3. Comprehensive, Tamper-Proof Audit Logging
One of the most important aspects of NIS 2 is accountability. EMA's secure logging captures every security-relevant action in the archive—from access and searches to configuration changes. Each entry is digitally signed and stored immutably, so you can always trace precisely who did what and when. For particularly sensitive areas, EMA offers optional syslog integration: every new log entry is reported immediately to your SIEM system, enabling real-time detection of security incidents. With CSV reporting, you can generate detailed audit reports at the click of a button, ready for regulators whenever they ask.

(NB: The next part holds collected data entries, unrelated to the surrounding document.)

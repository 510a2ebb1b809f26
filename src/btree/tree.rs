//! # B-Tree
//!
//! Ordered map over fixed-size entries, addressed by a far pointer to its
//! current root. A fresh tree is the null pointer; the handle owns the root
//! pointer and nothing else, since nodes belong to the files (and therefore
//! the transactions) that wrote them.
//!
//! ## Copy-On-Write
//!
//! Every mutation walks the cursor's path from leaf back to root. At each
//! level the in-node change is applied, then the node is written:
//!
//! - stamped with the current transaction: rewritten in place,
//! - any other stamp: written to a freshly allocated block and the parent's
//!   child pointer redirected.
//!
//! That stamp comparison is the whole copy-on-write mechanism. Blocks of
//! older transactions are never touched, so any root pointer captured before
//! a mutation keeps resolving to its old contents.
//!
//! ```text
//!        tx=7 root                    tx=8 root'
//!          /    \          update         /   \
//!      [A t7]  [B t7]      ─────>     [A t7] [B' t8]
//!                                        ^ shared, not copied
//! ```
//!
//! ## Structural Changes
//!
//! A node over one block splits: the upper half moves to a fresh sibling and
//! the sibling's first key becomes the parent's new separator. A non-root
//! node under half capacity merges with the neighbour one slot to its left
//! (leftmost nodes pair with their right neighbour instead, same code path);
//! an oversized merge re-splits. A root branch reduced to one entry
//! collapses into its child, and a tree emptied by removal resets its root
//! to null.
//!
//! ## Descent Rule
//!
//! Branch descent picks the child at the search position on an exact hit,
//! otherwise the child at `position - 1`, clamped at 0. Seeks rely on this
//! exact rule to land on the correct leaf, so it is pinned by tests.
//!
//! ## Cursor Invalidation
//!
//! Mutations rewrite the path the cursor recorded, so every successful
//! mutation returns a freshly sought cursor and use of the stale one is
//! unspecified.

use crate::btree::cursor::{Cursor, PathEntry};
use crate::btree::node::Node;
use crate::config::{BLOCK_SIZE, NODE_HEADER_SIZE};
use crate::error::{Error, Result};
use crate::rows::RowTraits;
use crate::storage::{BlockAllocator, FarPtr, FileCache};

/// Defensive bound on tree depth; a path longer than this means a pointer
/// cycle on disk.
const MAX_DEPTH: usize = 64;

/// What a finished level reports to the level above it.
enum Propagate {
    /// Node rewritten (possibly relocated); the parent slot needs the new
    /// pointer and separator, and a merge when the node went underfull.
    Update {
        ptr: FarPtr,
        first_key: Vec<u8>,
        underfull: bool,
    },
    /// Node split; the parent updates the original slot and gains a sibling
    /// slot after it.
    Split {
        left: FarPtr,
        left_key: Vec<u8>,
        right: FarPtr,
        right_key: Vec<u8>,
    },
    /// Node emptied; the parent drops its slot.
    Remove,
}

#[derive(Debug)]
pub struct BTree<'a> {
    cache: &'a mut FileCache,
    root: FarPtr,
    traits: RowTraits,
}
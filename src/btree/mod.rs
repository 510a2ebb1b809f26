//! # Copy-On-Write B-Tree
//!
//! The transactional ordered map at the center of the crate. Nodes live in
//! 4 KiB blocks behind the file cache; every node carries the transaction
//! stamp of its writer, and mutation rewrites exactly the root-to-leaf path
//! it walked: in place when a node already belongs to the running
//! transaction, into freshly allocated blocks otherwise.
//!
//! ## Module Map
//!
//! - [`node`]: one on-disk node: header accessors, entry array edits,
//!   split/merge primitives.
//! - [`cursor`]: the root-to-leaf path type and its end-sentinel semantics.
//! - [`tree`]: search, navigation and the CoW mutation walk.
//!
//! ## Reading A Snapshot
//!
//! Any root pointer captured before a mutation still resolves: blocks of
//! older transactions are never rewritten (their stamp differs, so writers
//! copy instead). Opening a [`BTree`] at an old root reads the tree exactly
//! as it was.

mod cursor;
mod node;
mod tree;

pub use cursor::{Cursor, PathEntry};
pub use node::{FindResult, Node};
pub use tree::BTree;
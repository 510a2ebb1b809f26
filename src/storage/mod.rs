//! # Storage Layer
//!
//! Everything below the B-tree: numbered repository files behind an LRU
//! file/block cache, transaction-scoped block allocation, and the slot heap
//! for out-of-band payloads.
//!
//! ## Repository Layout
//!
//! ```text
//! repository_dir/
//! ├── file_0.bin    # allocator metadata (transaction id, roots)
//! ├── file_1.bin    # blocks of one transaction
//! ├── file_2.bin    # blocks of another transaction
//! └── ...
//! ```
//!
//! ## Component Map
//!
//! - [`FarPtr`]: 128-bit `(file_id, offset)` address; (0,0) is null.
//! - [`FileCache`]: byte-addressed access with bounded handle and block
//!   pools, write-through semantics.
//! - [`BlockAllocator`]: transaction IDs plus per-transaction 4 KiB block
//!   allocation (one transaction per data file).
//! - [`Heap`]: 256-byte slot freelist for payloads referenced from entries.
//!
//! ## Ownership
//!
//! There is no shared or global state. The [`FileCache`] is the single
//! owning context; the allocator and heap borrow it per call. Components
//! receive exclusive borrows for the duration of an operation, which is what
//! makes the single-writer contract checkable by the compiler.

mod allocator;
mod far_ptr;
mod file_cache;
mod heap;

pub use allocator::{BlockAllocator, ROOT_HEADER_SIZE};
pub use far_ptr::FarPtr;
pub use file_cache::FileCache;
pub use heap::Heap;

pub use crate::config::FAR_PTR_SIZE;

Be Prepared for NIS 2 with EMA
The NIS 2 Directive sets a high bar, but with EMA, you have an excellent foundation for your security infrastructure:
- Encryption: End-to-end protection for data in transit and at rest
- Access control: SSO, four-eyes principle, two-factor authentication and IP-based restrictions
- Audit logging: Tamper-proof logs with digital signatures
- Business continuity: Triple redundancy with automatic failover (EMA Cloud) or hot standby with cross-site redundancy (on-premise)
- Data sovereignty: 100% developed and hosted in Germany
The decisive advantage: From development and data storage to support and customer service, everything takes place in Germany. Your data never leaves EU territory.
Your data is your most valuable asset. Make sure it stays where it belongs: under your control.
Please note: EMA addresses key technical requirements of NIS 2. Full compliance requires additional measures, such as risk management processes, incident response plans, staff training and supply chain security.